Democrat John Fetterman, from Pennsylvania, left the Senate in the middle of February to seek treatment for clinical depression. He feels that he should be open and honest about the illness.
After it nearly destroyed his candidature, Fetterman didn’t want his stroke to define his time in the Senate. According to him, “Depression has kind of become like a policy [priority],” he told The Washington Post. “I want to do this if it helps even one person,” he stated.
He arrived in town in January to take over the crucial seat he had won for the Democrats. However, Fetterman’s depression was worsening, and he was still dealing with the symptoms of his stroke last May.

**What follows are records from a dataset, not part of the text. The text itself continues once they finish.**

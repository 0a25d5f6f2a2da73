/// RevealGate: staggered item visibility and exit unlocking.
///
/// ## Batches
///
/// A group's items (one group per zone, or a single global group when the
/// level has no zones) are ordered by placement. The first
/// `initial_visible` start shown; the rest are cut into batches of
/// `batch_size`:
///
/// ```text
///   items:     [ 0 ][ 1  2 ][ 3  4 ] ...          initial = 1, batch = 2
///   batch j:          0       1
///   reveal at: collected >= initial + batch * j
///   complete:  collected >= initial + batch * j + batch
/// ```
///
/// ## On collection
///   1. count it (duplicates are rejected by the collected registry)
///   2. if the active batch just completed and auto-hide is on, hide its
///      uncollected members
///   3. reveal every batch whose threshold is met (a loop: one pickup may
///      cascade several batches)
///   4. open the exit once every item of the group is collected
///
/// ## Hiding
/// `hide_completed_batches` and `hide_previous_batches` only touch items
/// that are still uncollected. Batches are cut from the group's own items
/// and a batch's quota counts every item before it, so when only shown
/// items can be picked up (as in `step`) everything they would hide is
/// already collected and they hide nothing. They act only when the gate
/// is told about an item that was never shown.
///
/// ## Reset on enter
/// Re-entering a zone configured with `reset_on_enter` restarts its
/// sequence over the zone's still-pending items: counters go back to
/// zero, the first `initial_visible` pending items are shown and the
/// other pending items are hidden. Collected items stay collected. The
/// collected registry is cleared as well (globally unless configured
/// to clear only that zone's members).

use std::collections::HashSet;

use log::{debug, info};

use crate::domain::entity::{CollectibleItem, ExitPoint, ItemId, Visual, ZoneId};
use super::event::GameEvent;
use super::zone::ZoneMap;

/// Per-zone reveal behaviour.
#[derive(Clone, Copy, Debug, PartialEq, Eq)]
pub struct RevealRules {
    pub initial_visible: usize,
    pub batch_size: usize,
    /// Hide a batch's uncollected members once its quota is reached.
    /// See "Hiding" above for when that can happen.
    pub hide_completed_batches: bool,
    /// Hide everything revealed earlier when a new batch appears.
    pub hide_previous_batches: bool,
    pub reset_on_enter: bool,
}

impl Default for RevealRules {
    fn default() -> Self {
        RevealRules {
            initial_visible: 1,
            batch_size: 2,
            hide_completed_batches: false,
            hide_previous_batches: false,
            reset_on_enter: false,
        }
    }
}

/// Gate-wide settings.
#[derive(Clone, Copy, Debug, PartialEq)]
pub struct RevealSettings {
    /// Rules for the global group when there are no zones.
    pub defaults: RevealRules,
    pub clear_registry_globally: bool,
    pub item_fade: f32,
    pub exit_fade: f32,
}

impl Default for RevealSettings {
    fn default() -> Self {
        RevealSettings {
            defaults: RevealRules::default(),
            clear_registry_globally: true,
            item_fade: 0.6,
            exit_fade: 0.8,
        }
    }
}

/// Counters for one group, as shown on the HUD.
#[derive(Clone, Copy, Debug, PartialEq, Eq)]
pub struct RevealProgress {
    pub collected: usize,
    /// Index of the first item never revealed in this pass.
    pub next_hidden: usize,
    pub total: usize,
}

#[derive(Clone, Debug)]
struct RevealGroup {
    zone: Option<ZoneId>,
    rules: RevealRules,
    /// All members in reveal order (fixed for the session).
    members: Vec<ItemId>,
    /// Items this pass runs over: every member, or the pending ones after a reset.
    items: Vec<ItemId>,
    collected: usize,
    next_batch: usize,
    hidden_batches: HashSet<usize>,
    exit_open: bool,
    touched: bool,
}

impl RevealGroup {
    fn new(zone: Option<ZoneId>, rules: RevealRules, members: Vec<ItemId>) -> Self {
        let rules = RevealRules { batch_size: rules.batch_size.max(1), ..rules };
        RevealGroup {
            zone,
            rules,
            items: members.clone(),
            members,
            collected: 0,
            next_batch: 0,
            hidden_batches: HashSet::new(),
            exit_open: false,
            touched: false,
        }
    }

    fn initial(&self) -> usize {
        self.rules.initial_visible.min(self.items.len())
    }

    fn batch_count(&self) -> usize {
        let rest = self.items.len() - self.initial();
        rest.div_ceil(self.rules.batch_size)
    }

    fn batch(&self, j: usize) -> &[ItemId] {
        let start = (self.initial() + j * self.rules.batch_size).min(self.items.len());
        let end = (start + self.rules.batch_size).min(self.items.len());
        &self.items[start..end]
    }

    fn activation_threshold(&self, j: usize) -> usize {
        self.rules.initial_visible + self.rules.batch_size * j
    }

    fn next_hidden(&self) -> usize {
        (self.initial() + self.next_batch * self.rules.batch_size).min(self.items.len())
    }
}

pub struct RevealGate {
    groups: Vec<RevealGroup>,
    global: bool,
    registry: HashSet<ItemId>,
    settings: RevealSettings,
}

impl RevealGate {
    pub fn new(zones: &ZoneMap, items: &[CollectibleItem], settings: RevealSettings) -> Self {
        let global = zones.is_empty();
        let groups = if global {
            vec![RevealGroup::new(None, settings.defaults, items.iter().map(|i| i.id).collect())]
        } else {
            zones
                .iter()
                .map(|z| RevealGroup::new(Some(z.id), z.reveal, z.items.clone()))
                .collect()
        };
        RevealGate { groups, global, registry: HashSet::new(), settings }
    }

    /// Apply the initial visibility. Items past the initial set are hidden
    /// at once; groups with no items open their exit straight away.
    pub fn start(&mut self, items: &mut [CollectibleItem], exits: &mut [ExitPoint], events: &mut Vec<GameEvent>) {
        for g in 0..self.groups.len() {
            let group = &self.groups[g];
            let initial = group.initial();
            for id in &group.items[initial..] {
                if let Some(item) = items.get_mut(id.0) {
                    item.interactable = false;
                    item.visual = Visual::hidden();
                }
            }
            // A zero initial set still has its first batch due at count 0.
            self.cascade(g, items, events);
            self.check_exit(g, exits, events);
        }
    }

    pub fn progress(&self, zone: Option<ZoneId>) -> Option<RevealProgress> {
        let g = self.group_index(zone)?;
        let group = &self.groups[g];
        Some(RevealProgress {
            collected: group.collected,
            next_hidden: group.next_hidden(),
            total: group.items.len(),
        })
    }

    pub fn is_exit_open(&self, zone: Option<ZoneId>) -> bool {
        self.group_index(zone).is_some_and(|g| self.groups[g].exit_open)
    }

    pub fn was_collected(&self, item: ItemId) -> bool {
        self.registry.contains(&item)
    }

    /// React to a pickup. Returns false for a duplicate notification.
    pub fn on_item_collected(
        &mut self,
        item: &CollectibleItem,
        items: &mut [CollectibleItem],
        exits: &mut [ExitPoint],
        events: &mut Vec<GameEvent>,
    ) -> bool {
        if !self.registry.insert(item.id) {
            debug!("[Reveal] {} already counted", item.id);
            return false;
        }
        let Some(g) = self.group_index(item.zone) else {
            return true;
        };
        if !self.groups[g].items.contains(&item.id) {
            return true;
        }

        let group = &mut self.groups[g];
        group.collected += 1;
        group.touched = true;
        debug!("[Reveal] {:?}: {}/{}", group.zone, group.collected, group.items.len());

        // Auto-hide the active batch once its quota is met.
        if group.rules.hide_completed_batches && group.next_batch > 0 {
            let active = group.next_batch - 1;
            let complete_at = group.activation_threshold(active) + group.rules.batch_size;
            if group.collected >= complete_at && group.hidden_batches.insert(active) {
                let members = group.batch(active).to_vec();
                hide_items(&members, items, self.settings.item_fade, events);
            }
        }

        self.cascade(g, items, events);
        self.check_exit(g, exits, events);
        true
    }

    /// Restart a zone's sequence when the actor enters it, if configured.
    pub fn on_zone_entered(
        &mut self,
        zone: Option<ZoneId>,
        items: &mut [CollectibleItem],
        exits: &mut [ExitPoint],
        events: &mut Vec<GameEvent>,
    ) {
        if self.global {
            return;
        }
        let Some(g) = self.group_index(zone) else {
            return;
        };
        let group = &self.groups[g];
        if !group.rules.reset_on_enter || !group.touched {
            return;
        }
        self.reset_group(g, items, exits, events);
    }

    // ── Internal ──

    fn group_index(&self, zone: Option<ZoneId>) -> Option<usize> {
        if self.global {
            return Some(0);
        }
        zone.map(|z| z.0).filter(|&g| g < self.groups.len())
    }

    fn cascade(&mut self, g: usize, items: &mut [CollectibleItem], events: &mut Vec<GameEvent>) {
        let fade = self.settings.item_fade;
        let group = &mut self.groups[g];
        while group.next_batch < group.batch_count()
            && group.collected >= group.activation_threshold(group.next_batch)
        {
            let j = group.next_batch;
            if group.rules.hide_previous_batches {
                let earlier = group.items[..group.next_hidden()].to_vec();
                hide_items(&earlier, items, fade, events);
            }
            let mut shown = Vec::new();
            for &id in group.batch(j) {
                if let Some(item) = items.get_mut(id.0).filter(|i| !i.collected) {
                    item.reveal(fade);
                    shown.push(id);
                }
            }
            group.next_batch += 1;
            debug!("[Reveal] {:?}: batch {} revealed {:?}", group.zone, j, shown);
            if !shown.is_empty() {
                events.push(GameEvent::BatchRevealed { zone: group.zone, items: shown });
            }
        }
    }

    fn check_exit(&mut self, g: usize, exits: &mut [ExitPoint], events: &mut Vec<GameEvent>) {
        let group = &mut self.groups[g];
        if group.exit_open || group.collected < group.items.len() {
            return;
        }
        group.exit_open = true;
        for exit in exits.iter_mut().filter(|e| self.global || e.zone == group.zone) {
            exit.open(self.settings.exit_fade);
        }
        info!("[Reveal] {:?}: all items collected, exit open", group.zone);
        events.push(GameEvent::ZoneExitOpened { zone: group.zone });
    }

    fn reset_group(
        &mut self,
        g: usize,
        items: &mut [CollectibleItem],
        exits: &mut [ExitPoint],
        events: &mut Vec<GameEvent>,
    ) {
        let fade = self.settings.item_fade;
        {
            let group = &mut self.groups[g];
            group.items = group
                .members
                .iter()
                .copied()
                .filter(|id| items.get(id.0).is_some_and(|i| !i.collected))
                .collect();
            group.collected = 0;
            group.next_batch = 0;
            group.hidden_batches.clear();
            group.touched = false;

            let initial = group.initial();
            let mut shown = Vec::new();
            for &id in &group.items[..initial] {
                if let Some(item) = items.get_mut(id.0) {
                    item.reveal(fade);
                    shown.push(id);
                }
            }
            hide_items(&group.items[initial..], items, fade, events);
            if !shown.is_empty() {
                events.push(GameEvent::BatchRevealed { zone: group.zone, items: shown });
            }
            info!("[Reveal] {:?}: reset, {} pending", group.zone, group.items.len());
        }

        if self.settings.clear_registry_globally {
            self.registry.clear();
        } else {
            let members = &self.groups[g].members;
            self.registry.retain(|id| !members.contains(id));
        }

        self.cascade(g, items, events);
        self.check_exit(g, exits, events);
    }
}

/// Hide the still-visible, uncollected items among `ids`.
fn hide_items(ids: &[ItemId], items: &mut [CollectibleItem], fade: f32, events: &mut Vec<GameEvent>) {
    for &id in ids {
        if let Some(item) = items.get_mut(id.0).filter(|i| !i.collected && i.interactable) {
            item.hide(fade);
            events.push(GameEvent::ItemHidden { item: id });
        }
    }
}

The senator-elect’s aides had trouble motivating him to work on his new position in the weeks following his election. Sen. Chris Murphy (D-Conn.), who had campaigned with the “big, bubbly” Fetterman, found his demeanor “kind of shocking” when his new colleague arrived in January. Murphy recalled and stated that the Fetterman he met differed from the past. Sen. Robert P. Casey Jr. (D) recollected Fetterman’s gloominess during the Senate Democrats’ daylong retreat on February 8.
Later, Fetterman received a stroke risk assessment and was admitted to George Washington University Hospital. He went to Walter Reed and stayed there for 44 days a week later.
He discovered in the hospital that he had hearing loss and required hearing aids in addition to having issues with auditory processing.
After his return, Fetterman was given a standing ovation by his fellow Democrats at this week’s Democratic caucus gathering, and they welcomed his homecoming.
Fetterman remarked, “I can’t tell you how moving it was. I would have been blown away if it was just warm, but a standing ovation and hugs and big shakes and everything — and it was just — I’m so grateful to our colleagues and to Leader [Chuck] Schumer,”
He pointed out that a few senators paid him visits while receiving care at Walter Reed National Military Medical Centre, notably Republican Sen. Katie Britt of Alabama, Democratic Sens. Tina Smith of Minnesota, and Bob Casey of Pennsylvania.
In November, Mehmet Oz, a celebrity doctor supported by Trump, lost to Fetterman. The Democrats celebrated their victory and used it to solidify their hold on the Senate further.
Fetterman, on his win, remarked, “After I won, I still felt that depression—like, I felt lost,” He admitted. “I wasn’t happy. It didn’t make me happy”. He stated how he never had the chance to recover from the stroke fully and his struggle with depression, stress, and other issues. He felt he was genuinely unable to address it.
He claimed that the stroke, combined with the stress of political campaigning and the endless attack of ads, created a “perfect storm.”
Fetterman didn’t hold back when discussing the suffering he and his family endured due to his depression. His eldest son’s 14th birthday was when he was admitted to the hospital. Fetterman expressed concern that his son will always link his birthday to the day his father admitted himself to the hospital.
According to Fetterman, the six weeks in therapy were “about me redeeming, trying to redeem myself in their eyes.” Fetterman stated that now that his depression was under control, he was thankful for everything.